Requirement:
Repeat all entries exactly.

#### Recorded information ####

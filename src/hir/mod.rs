//! Semantic layer: the public-member catalog and alternative resolution.
//!
//! - [`Catalog`] – immutable set of known public members
//! - [`Resolver`] – validates `{@link}`/`{@code}` alternatives against a catalog
//! - [`Diagnostic`] – human-readable reports for failures

mod alternatives;
mod catalog;
mod diagnostics;

pub use alternatives::{
    AlternativesError, DEFAULT_MIN_LEVEL_REQUIRING_ALTERNATIVES, ResolutionOutcome, Resolver,
};
pub use catalog::{Catalog, InvalidEntries};
pub use diagnostics::Diagnostic;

####

The answer:
filename src/hir/mod.rs
//! Semantic layer: the public-member catalog and alternative resolution.
//!
//! - [`Catalog`] – immutable set of known public members
//! - [`Resolver`] – validates `{@link}`/`{@code}` alternatives against a catalog
//! - [`Diagnostic`] – human-readable reports for failures

mod alternatives;
mod catalog;
mod diagnostics;

pub use alternatives::{
    AlternativesError, DEFAULT_MIN_LEVEL_REQUIRING_ALTERNATIVES, ResolutionOutcome, Resolver,
};
pub use catalog::{Catalog, InvalidEntries};
pub use diagnostics::Diagnostic;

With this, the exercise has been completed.